Però fissare un numero minimo di casi può ledere l’indipendenza della magistratura. La democrazia è una faccenda scomoda, che non tollera semplificazioni eccessive. A queste obiezioni ha risposto Devin O’Malley, portavoce del dipartimento di Giustizia. Ha detto al Washington Post: i magistrati affrontano ogni anno circa 678 casi a testa, ma alcuni superano quota mille. Il problema è che ci sono tanti fascicoli da affrontare, con almeno 600mila immigrati in attesa che il proprio destino venga deciso. Quindi, dice, nessun razzismo.  

Queste notizie assumono un significato particolare oggi, 4 aprile. Il 4 aprile 1968, cinquant’anni fa, veniva ammazzato Martin Luther King.
Già. Al Lorraine Motel di Memphis (Tennessee). Erano le sei di sera. Un colpo di fucile alla testa esploso dal bagno di una pensione che si trovava di fronte all’albergo. King aveva 39 anni. Venne arrestato e processato James Earl Ray, all’epoca quarantenne, evaso dal carcere, bianco suprematista, reo confesso all’inizio e poi pentito della confessione. Nessuno ha mai creduto alla sua ritrattazione. È morto in galera a 70 anni, nel 1998. Lo avevano condannato a 99 anni. Neanche Coretta, la moglie di Martin Luther, ha mai creduto al gesto del pazzo solitario. Secondo lei era stato un complotto. In effetti Hoover, il capo dell’Fbi, lo perseguitava. Martin Luther aveva un debole per le donne, l’Fbi lo filmava di nascosto durante orge, poi mandava i filmini alla moglie. Hoover era senz’altro tipo da organizzare un delitto. Martin Luther aveva preso il Nobel per la Pace nel 1964, era capace di mobilitare centinaia di migliaia di militanti. A quell’epoca i neri non avevano neanche il diritto di votare. Martin Luther era un pastore battista, figlio di un pastore battista che si chiamava, anche lui, Martin Luther. E però Hoover lo considerava un pericoloso comunista. Nel 1991 il Lorraine Motel diventerà il corpo principale del Museo nazionale dei diritti civili di Memphis.  

Come ha fatto un uomo solo a modificare una comunità profondamentew razzista come quella americana?

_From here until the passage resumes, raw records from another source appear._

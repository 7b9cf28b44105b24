//! Schema-resolved configuration holding exactly one populated variant.

use camino::Utf8Path;
use cap_std::fs_utf8::Dir;

use super::ConfError;
use super::cloud_config::CloudConfig;
use super::ignition::{self, v1, v2_0, v2_1, v2_2, v2_3, v3_0};
use super::keys::AuthorizedKey;
use super::mutator::{ConfigMutator, ConfigSummary, Operation, Variant};
use super::script::Script;

/// A rendered boot configuration.
///
/// The enum makes the "at most one populated schema" rule structural: a value
/// is either [`RenderedConfig::Empty`] or carries exactly one document.
#[derive(Clone, Debug, Default, PartialEq)]
pub enum RenderedConfig {
    /// Nothing to hand to the machine.
    #[default]
    Empty,
    /// Ignition config version 1.
    IgnitionV1(v1::Config),
    /// Ignition spec 2.0.
    IgnitionV2_0(v2_0::Config),
    /// Ignition spec 2.1.
    IgnitionV2_1(v2_1::Config),
    /// Ignition spec 2.2.
    IgnitionV2_2(v2_2::Config),
    /// Ignition spec 2.3.
    IgnitionV2_3(v2_3::Config),
    /// Ignition spec 3.0.
    IgnitionV3_0(v3_0::Config),
    /// Legacy cloud-config.
    CloudConfig(CloudConfig),
    /// Free-form script.
    Script(Script),
}

impl RenderedConfig {
    fn mutator(&self) -> Option<&dyn ConfigMutator> {
        match self {
            Self::Empty => None,
            Self::IgnitionV1(config) => Some(config),
            Self::IgnitionV2_0(config) => Some(config),
            Self::IgnitionV2_1(config) => Some(config),
            Self::IgnitionV2_2(config) => Some(config),
            Self::IgnitionV2_3(config) => Some(config),
            Self::IgnitionV3_0(config) => Some(config),
            Self::CloudConfig(config) => Some(config),
            Self::Script(script) => Some(script),
        }
    }

    fn mutator_mut(&mut self) -> Option<&mut dyn ConfigMutator> {
        match self {
            Self::Empty => None,
            Self::IgnitionV1(config) => Some(config),
            Self::IgnitionV2_0(config) => Some(config),
            Self::IgnitionV2_1(config) => Some(config),
            Self::IgnitionV2_2(config) => Some(config),
            Self::IgnitionV2_3(config) => Some(config),
            Self::IgnitionV3_0(config) => Some(config),
            Self::CloudConfig(config) => Some(config),
            Self::Script(script) => Some(script),
        }
    }

    /// Resolves the populated variant and checks its capability table.
    fn dispatch(&mut self, operation: Operation) -> Result<&mut dyn ConfigMutator, ConfError> {
        let mutator = self.mutator_mut().ok_or(ConfError::Unrendered)?;
        if !mutator.capabilities().contains(&operation) {
            return Err(mutator.unsupported(operation));
        }
        Ok(mutator)
    }

    /// Variant currently populated.
    #[must_use]
    pub fn variant(&self) -> Variant {
        self.mutator()
            .map_or(Variant::Empty, ConfigMutator::variant)
    }

    /// Operations the populated variant supports; empty when unrendered.
    #[must_use]
    pub fn capabilities(&self) -> &'static [Operation] {
        match self.mutator() {
            Some(mutator) => mutator.capabilities(),
            None => &[],
        }
    }

    /// Returns `true` when an Ignition variant is populated.
    #[must_use]
    pub fn is_native(&self) -> bool {
        self.variant().is_ignition()
    }

    /// Returns `true` when no variant is populated.
    #[must_use]
    pub const fn is_empty(&self) -> bool {
        matches!(self, Self::Empty)
    }

    /// Appends a file. `filesystem` is ignored by variants that only write to
    /// the root filesystem.
    ///
    /// # Errors
    ///
    /// Returns [`ConfError::Unrendered`] for an empty config,
    /// [`ConfError::Unsupported`] for scripts and
    /// [`ConfError::UnexpectedFilesystem`] when an Ignition v1 config already
    /// targets a non-root device.
    pub fn add_file(
        &mut self,
        path: &str,
        filesystem: &str,
        contents: &str,
        mode: u32,
    ) -> Result<(), ConfError> {
        self.dispatch(Operation::AddFile)?
            .add_file(path, filesystem, contents, mode)
    }

    /// Appends a systemd unit without checking for existing entries.
    ///
    /// # Errors
    ///
    /// Returns [`ConfError::Unrendered`] or [`ConfError::Unsupported`].
    pub fn add_systemd_unit(
        &mut self,
        name: &str,
        contents: &str,
        enabled: bool,
    ) -> Result<(), ConfError> {
        self.dispatch(Operation::AddSystemdUnit)?
            .add_systemd_unit(name, contents, enabled)
    }

    /// Attaches a drop-in to `unit`.
    ///
    /// # Errors
    ///
    /// Returns [`ConfError::Unrendered`] or [`ConfError::Unsupported`].
    pub fn add_systemd_unit_dropin(
        &mut self,
        unit: &str,
        name: &str,
        contents: &str,
    ) -> Result<(), ConfError> {
        self.dispatch(Operation::AddSystemdUnitDropin)?
            .add_systemd_unit_dropin(unit, name, contents)
    }

    /// Appends keys for the `core` user, or substitutes them into a script.
    ///
    /// # Errors
    ///
    /// Returns [`ConfError::Unrendered`] for an empty config.
    pub fn copy_keys(&mut self, keys: &[AuthorizedKey]) -> Result<(), ConfError> {
        self.dispatch(Operation::CopyKeys)?.copy_keys(keys)
    }

    /// Merges an Ignition v3.0 fragment.
    ///
    /// # Errors
    ///
    /// Returns [`ConfError::Unsupported`] unless Ignition v3.0 is populated.
    pub fn merge(&mut self, fragment: &v3_0::Config) -> Result<(), ConfError> {
        self.dispatch(Operation::Merge)?.merge(fragment)
    }

    /// Variant-independent view of files, units and keys.
    #[must_use]
    pub fn summary(&self) -> ConfigSummary {
        self.mutator()
            .map(ConfigMutator::summary)
            .unwrap_or_default()
    }

    /// Runs the Ignition validator for the populated schema.
    ///
    /// Cloud-configs, scripts and empty configs have no validator and pass.
    ///
    /// # Errors
    ///
    /// Returns [`ConfError::Invalid`] with the validator report.
    pub fn validate(&self) -> Result<(), ConfError> {
        let report = match self {
            Self::IgnitionV1(config) => config.validate(),
            Self::IgnitionV2_0(config) => config.validate(),
            Self::IgnitionV2_1(config) => config.validate(),
            Self::IgnitionV2_2(config) => config.validate(),
            Self::IgnitionV2_3(config) => config.validate(),
            Self::IgnitionV3_0(config) => config.validate(),
            Self::Empty | Self::CloudConfig(_) | Self::Script(_) => return Ok(()),
        };
        report.into_result(self.variant())
    }

    /// Returns `true` for an Ignition config that passes validation.
    #[must_use]
    pub fn is_valid(&self) -> bool {
        self.is_native() && self.validate().is_ok()
    }

    /// Serializes the populated variant: JSON for Ignition, a headed YAML
    /// document for cloud-config, the raw text for scripts.
    ///
    /// # Errors
    ///
    /// Returns [`ConfError::Serialize`] when encoding fails.
    pub fn serialize(&self) -> Result<String, ConfError> {
        let variant = self.variant();
        match self {
            Self::Empty => Ok(String::new()),
            Self::IgnitionV1(config) => ignition::to_json(config, variant),
            Self::IgnitionV2_0(config) => ignition::to_json(config, variant),
            Self::IgnitionV2_1(config) => ignition::to_json(config, variant),
            Self::IgnitionV2_2(config) => ignition::to_json(config, variant),
            Self::IgnitionV2_3(config) => ignition::to_json(config, variant),
            Self::IgnitionV3_0(config) => ignition::to_json(config, variant),
            Self::CloudConfig(config) => config.to_text(),
            Self::Script(script) => Ok(script.text().to_owned()),
        }
    }

    /// Serialized bytes handed to a backend.
    ///
    /// # Errors
    ///
    /// Propagates [`RenderedConfig::serialize`] failures.
    pub fn to_bytes(&self) -> Result<Vec<u8>, ConfError> {
        self.serialize().map(String::into_bytes)
    }

    /// Writes the serialized config to `name` inside `dir`.
    ///
    /// # Errors
    ///
    /// Returns [`ConfError::Write`] when the file cannot be written.
    pub fn write_to(&self, dir: &Dir, name: &Utf8Path) -> Result<(), ConfError> {
        let bytes = self.to_bytes()?;
        dir.write(name, bytes).map_err(|err| ConfError::Write {
            path: name.to_string(),
            message: err.to_string(),
        })
    }
}

#[cfg(test)]
mod tests {
    use super::*;
    use rstest::rstest;

    #[rstest]
    fn empty_config_rejects_mutation_as_unrendered() {
        let mut config = RenderedConfig::Empty;
        assert_eq!(
            config.add_systemd_unit("a.service", "", true),
            Err(ConfError::Unrendered)
        );
        assert_eq!(config.copy_keys(&[]), Err(ConfError::Unrendered));
        assert!(
            config
                .add_file("/a", "root", "", 0o644)
                .is_err_and(|err| err.is_programming_error())
        );
    }

    #[rstest]
    #[case(RenderedConfig::IgnitionV1(v1::Config::default()))]
    #[case(RenderedConfig::IgnitionV2_3(v2_3::Config::default()))]
    #[case(RenderedConfig::CloudConfig(CloudConfig::default()))]
    #[case(RenderedConfig::Script(Script::new("#!/bin/sh")))]
    fn merge_is_limited_to_v3(#[case] mut config: RenderedConfig) {
        let variant = config.variant();
        assert_eq!(
            config.merge(&v3_0::Config::default()),
            Err(ConfError::Unsupported {
                operation: Operation::Merge,
                variant,
            })
        );
    }

    #[rstest]
    fn v3_merge_is_dispatched() {
        let mut config = RenderedConfig::IgnitionV3_0(v3_0::Config::default());
        let mut fragment = v3_0::Config::default();
        fragment
            .add_file("/etc/motd", "root", "hi", 0o644)
            .expect("fragment file");
        config.merge(&fragment).expect("merge");
        assert_eq!(config.summary().files_at("/etc/motd").len(), 1);
    }

    #[rstest]
    fn empty_serializes_to_nothing() {
        assert_eq!(RenderedConfig::Empty.serialize().expect("serialize"), "");
        assert!(!RenderedConfig::Empty.is_valid());
    }

    #[rstest]
    fn writes_serialized_bytes() {
        let tmp = tempfile::tempdir().expect("tempdir");
        let dir = Dir::open_ambient_dir(
            Utf8Path::from_path(tmp.path()).expect("utf8 path"),
            cap_std::ambient_authority(),
        )
        .expect("open dir");
        let config = RenderedConfig::Script(Script::new("#!/bin/sh\necho hi\n"));
        config
            .write_to(&dir, Utf8Path::new("user-data"))
            .expect("write");
        assert_eq!(
            dir.read_to_string("user-data").expect("read"),
            "#!/bin/sh\necho hi\n"
        );
    }
}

È anche l’epoca dei Kennedy, donnaioli pure loro, e certamente non razzisti. Anche se John sentiva i suoi tempi non ancora maturi per un cambio di passo radicale, che fu poi compiuto da Lyndon Johnson, il quale tolse le restrizioni che impedivano ai neri di votare. In un’epoca che andava modernizzando la mentalità dei ceti medi e medio-bassi (un processo che non si è ancora concluso) Martin si presentò con le sue doti di magnifico oratore («I have a dream...»), dotato di grande passione e di sicura fede negli ideali che propugnava. Quanto alle ombre che ne accompagnano la biografia... ebbene non c’è storia di esseri umani che non mescoli, spesso in eguali proporzioni, le luci e le ombre.